_Extracted information_
* * * * * * * * *

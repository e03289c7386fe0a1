use anyhow::{bail, Context};
use chrono::Utc;
use clap::{Args, Parser, Subcommand};
use docchip_core::{
    discover_documents, AnswerGenerator, CharacterNgramEmbedder, ChatMessage, ChipSet, Classifier,
    CompletionService, Embedder, EmbeddingService, Extractor, IngestError, OfflineCompletion,
    OpenAiClient, OpenAiConfig, Orchestrator, PageTextService, PdfiumRasterizer, PipelineConfig,
    ProgressEvent, ProgressSink, Retriever, SqliteStore, StaticTemplates, TemplateProvider,
    TextLayerOnly,
};
use std::path::PathBuf;
use std::sync::Arc;
use tokio::sync::mpsc;
use tracing::{info, warn};
use tracing_subscriber::{fmt, prelude::*, EnvFilter};

#[derive(Parser)]
#[command(name = "docchip", version)]
struct Cli {
    #[command(subcommand)]
    command: Command,

    /// SQLite database holding documents and chunks.
    #[arg(long, env = "DOCCHIP_DATABASE", default_value = "docchip.sqlite3")]
    database: PathBuf,

    /// JSON file with document-type templates. Built-in templates otherwise.
    #[arg(long, env = "DOCCHIP_TEMPLATES")]
    templates: Option<PathBuf>,

    /// Use local deterministic services instead of an OpenAI-compatible API.
    #[arg(long, default_value_t = false)]
    offline: bool,

    #[command(flatten)]
    openai: OpenAiArgs,
}

#[derive(Args)]
struct OpenAiArgs {
    /// API key for the OpenAI-compatible endpoint.
    #[arg(long, env = "OPENAI_API_KEY", hide_env_values = true)]
    openai_api_key: Option<String>,

    /// Base URL of the OpenAI-compatible endpoint.
    #[arg(long, env = "OPENAI_BASE_URL")]
    openai_base_url: Option<String>,

    /// Model used for classification and answers.
    #[arg(long, env = "DOCCHIP_CHAT_MODEL")]
    chat_model: Option<String>,

    /// Model used to transcribe page images.
    #[arg(long, env = "DOCCHIP_VISION_MODEL")]
    vision_model: Option<String>,

    /// Model used for chunk and query embeddings.
    #[arg(long, env = "DOCCHIP_EMBEDDING_MODEL")]
    embedding_model: Option<String>,
}

#[derive(Subcommand)]
enum Command {
    /// Ingest files or a folder of documents.
    Ingest {
        /// Source file; repeat for several.
        #[arg(long = "file")]
        files: Vec<PathBuf>,
        /// Folder searched recursively for pdf, txt and md sources.
        #[arg(long)]
        folder: Option<PathBuf>,
    },
    /// Re-chunk and re-embed a document with custom chips.
    Reprocess {
        #[arg(long)]
        document_id: String,
        /// Custom chip as key=value; repeat for several.
        #[arg(long = "chip", value_parser = parse_chip)]
        chips: Vec<(String, String)>,
    },
    /// Cancel a document and remove everything written for it.
    Cancel {
        #[arg(long)]
        document_id: String,
    },
    /// Return the chunks most similar to a query.
    Retrieve {
        #[arg(long)]
        query: String,
        #[arg(long)]
        top_k: Option<usize>,
        #[arg(long)]
        min_similarity: Option<f32>,
    },
    /// Answer a question from retrieved chunks.
    Ask {
        #[arg(long)]
        question: String,
        #[arg(long)]
        top_k: Option<usize>,
        #[arg(long)]
        min_similarity: Option<f32>,
    },
    /// List stored documents, newest first.
    Documents,
}

struct Services {
    pages: Arc<dyn PageTextService>,
    completion: Arc<dyn CompletionService>,
    embeddings: Arc<dyn EmbeddingService>,
}

struct Pipeline {
    orchestrator: Arc<Orchestrator>,
    retriever: Arc<Retriever>,
    completion: Arc<dyn CompletionService>,
}

#[tokio::main]
async fn main() -> anyhow::Result<()> {
    tracing_subscriber::registry()
        .with(EnvFilter::try_from_default_env().unwrap_or_else(|_| EnvFilter::new("info")))
        .with(fmt::layer())
        .init();

    let cli = Cli::parse();
    info!(
        version = env!("CARGO_PKG_VERSION"),
        started_at = %Utc::now().to_rfc3339(),
        offline = cli.offline,
        "docchip boot"
    );

    let pipeline = build_pipeline(&cli).await?;

    match cli.command {
        Command::Ingest { files, folder } => {
            let mut sources = files;
            if let Some(folder) = folder {
                let discovered = discover_documents(&folder);
                if discovered.is_empty() {
                    warn!(folder = %folder.display(), "No ingestible documents found");
                }
                sources.extend(discovered);
            }
            if sources.is_empty() {
                bail!("nothing to ingest: pass --file or --folder");
            }

            let mut failures = 0usize;
            for source in sources {
                if !ingest_one(&pipeline.orchestrator, source).await? {
                    failures += 1;
                }
            }
            if failures > 0 {
                warn!(failures, "Some documents did not complete");
            }
        }
        Command::Reprocess { document_id, chips } => {
            let custom: ChipSet = chips.into_iter().collect();
            let outcome = pipeline
                .orchestrator
                .reprocess(&document_id, custom, &LogProgress)
                .await?;
            println!("{}", serde_json::to_string_pretty(&outcome)?);
        }
        Command::Cancel { document_id } => {
            let outcome = pipeline.orchestrator.cancel(&document_id).await?;
            println!("{}", serde_json::to_string_pretty(&outcome)?);
        }
        Command::Retrieve {
            query,
            top_k,
            min_similarity,
        } => {
            let hits = pipeline
                .retriever
                .retrieve(&query, top_k, min_similarity)
                .await?;
            if hits.is_empty() {
                println!("no chunks above the similarity floor");
            }
            for hit in hits {
                println!(
                    "score={:.4} document={} type={} chunk={} index={}",
                    hit.similarity,
                    hit.document_name,
                    hit.document_type.as_deref().unwrap_or("-"),
                    hit.chunk.chunk_id,
                    hit.chunk.chunk_index
                );
                println!("{}\n", hit.chunk.content().trim());
            }
        }
        Command::Ask {
            question,
            top_k,
            min_similarity,
        } => {
            let generator = AnswerGenerator::new(
                Arc::clone(&pipeline.retriever),
                Arc::clone(&pipeline.completion),
            );
            let history: Vec<ChatMessage> = Vec::new();
            let answer = generator
                .answer(&question, &history, top_k, min_similarity)
                .await?;
            println!("{}", answer.answer);
            for (position, source) in answer.sources.iter().enumerate() {
                println!(
                    "[{}] {} (similarity {:.2})",
                    position + 1,
                    source.document_name,
                    source.similarity
                );
            }
        }
        Command::Documents => {
            for document in pipeline.orchestrator.documents().await? {
                println!(
                    "{} {} status={} type={} chunks={} uploaded={}",
                    document.id,
                    document.file_name,
                    document.status,
                    document.document_type.as_deref().unwrap_or("-"),
                    document.chunk_count,
                    document.uploaded_at.to_rfc3339()
                );
                if let Some(message) = document.status_message.as_deref() {
                    println!("  message={message}");
                }
            }
        }
    }

    Ok(())
}

/// Runs one ingestion in the background; ctrl-c cancels it. Returns whether
/// the document completed.
async fn ingest_one(orchestrator: &Arc<Orchestrator>, source: PathBuf) -> anyhow::Result<bool> {
    let (sender, mut receiver) = mpsc::unbounded_channel::<ProgressEvent>();
    let reporter = tokio::spawn(async move {
        while let Some(event) = receiver.recv().await {
            LogProgress.on_event(event);
        }
    });

    let started = orchestrator
        .start_ingest(source.clone(), Arc::new(sender))
        .await;
    let (document_id, mut handle) = match started {
        Ok(started) => started,
        Err(error) => {
            warn!(path = %source.display(), error = %error, "Skipped source");
            return Ok(false);
        }
    };

    let result = tokio::select! {
        joined = &mut handle => joined,
        signal = tokio::signal::ctrl_c() => {
            signal.context("failed to listen for ctrl-c")?;
            warn!(document_id = %document_id, "Interrupt received, cancelling");
            let outcome = orchestrator.cancel(&document_id).await?;
            println!("{}", serde_json::to_string_pretty(&outcome)?);
            handle.await
        }
    };
    let _ = reporter.await;

    match result.context("ingestion task panicked")? {
        Ok(outcome) => {
            println!("{}", serde_json::to_string_pretty(&outcome)?);
            Ok(true)
        }
        Err(IngestError::Cancelled) => {
            println!("{document_id} cancelled");
            Ok(false)
        }
        Err(error) => {
            warn!(document_id = %document_id, path = %source.display(), error = %error, "Ingestion failed");
            Ok(false)
        }
    }
}

async fn build_pipeline(cli: &Cli) -> anyhow::Result<Pipeline> {
    let mut config = PipelineConfig::from_env().context("invalid DOCCHIP_* configuration")?;
    let services = if cli.offline {
        config.extraction.prefer_text_layer = true;
        Services {
            pages: Arc::new(TextLayerOnly),
            completion: Arc::new(OfflineCompletion),
            embeddings: Arc::new(CharacterNgramEmbedder::new(config.embedding.dimensions)),
        }
    } else {
        let openai = openai_config(&cli.openai)?;
        let client = Arc::new(OpenAiClient::new(openai)?);
        Services {
            pages: client.clone(),
            completion: client.clone(),
            embeddings: client,
        }
    };

    let store = Arc::new(
        SqliteStore::open(&cli.database)
            .with_context(|| format!("failed to open {}", cli.database.display()))?,
    );
    let templates: Arc<dyn TemplateProvider> = match &cli.templates {
        Some(path) => Arc::new(StaticTemplates::from_json_file(path)?),
        None => Arc::new(StaticTemplates::default()),
    };
    let loaded = templates.templates().await?;
    info!(
        database = %cli.database.display(),
        templates = loaded.len(),
        embedding = services.embeddings.name(),
        "Pipeline ready"
    );

    let rasterizer = Arc::new(PdfiumRasterizer::new(
        config.extraction.pdfium_library_path.clone(),
        config.extraction.max_render_pixels,
    ));
    let extractor = Extractor::new(services.pages, rasterizer, config.extraction.clone());
    let classifier = Classifier::new(Arc::clone(&services.completion), config.classification.clone());
    let embedder = Arc::new(Embedder::new(services.embeddings, config.embedding.clone()));
    let retriever = Arc::new(Retriever::new(
        Arc::clone(&embedder),
        store.clone(),
        config.retrieval,
    ));
    let orchestrator = Arc::new(Orchestrator::new(
        extractor,
        classifier,
        embedder,
        store,
        templates,
        config,
    ));

    Ok(Pipeline {
        orchestrator,
        retriever,
        completion: services.completion,
    })
}

fn openai_config(args: &OpenAiArgs) -> anyhow::Result<OpenAiConfig> {
    let config = OpenAiConfig::from_lookup(|key| {
        let flag = match key {
            "OPENAI_API_KEY" => args.openai_api_key.clone(),
            "OPENAI_BASE_URL" => args.openai_base_url.clone(),
            "DOCCHIP_CHAT_MODEL" => args.chat_model.clone(),
            "DOCCHIP_VISION_MODEL" => args.vision_model.clone(),
            "DOCCHIP_EMBEDDING_MODEL" => args.embedding_model.clone(),
            _ => None,
        };
        flag.or_else(|| std::env::var(key).ok())
    })
    .context("OpenAI settings are incomplete; pass --openai-api-key or use --offline")?;
    Ok(config)
}

fn parse_chip(raw: &str) -> Result<(String, String), String> {
    let (key, value) = raw
        .split_once('=')
        .ok_or_else(|| format!("expected key=value, got '{raw}'"))?;
    let key = key.trim();
    if key.is_empty() {
        return Err(format!("chip key is empty in '{raw}'"));
    }
    Ok((key.to_string(), value.trim().to_string()))
}

/// Writes progress events to the log.
struct LogProgress;

impl ProgressSink for LogProgress {
    fn on_event(&self, event: ProgressEvent) {
        match event {
            ProgressEvent::Extraction {
                document_id,
                progress,
            } => info!(
                document_id = %document_id,
                page = progress.current_page,
                total = progress.total_pages,
                percent = progress.percent_complete,
                "Extraction progress"
            ),
            ProgressEvent::Embedding {
                document_id,
                embedded,
                total,
            } => info!(document_id = %document_id, embedded, total, "Embedding progress"),
            ProgressEvent::Status {
                document_id,
                status,
                message,
            } => info!(
                document_id = %document_id,
                status = %status,
                message = message.as_deref().unwrap_or(""),
                "Status changed"
            ),
            ProgressEvent::StageStarted { .. } | ProgressEvent::StageFinished { .. } => {}
        }
    }
}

* * * * * * * * *

_What to work on_
Return each line from the data where the string "match" can be found.

_Answer space_
    match cli.command {
    let (document_id, mut handle) = match started {
    match result.context("ingestion task panicked")? {
    let templates: Arc<dyn TemplateProvider> = match &cli.templates {
        let flag = match key {
        match event {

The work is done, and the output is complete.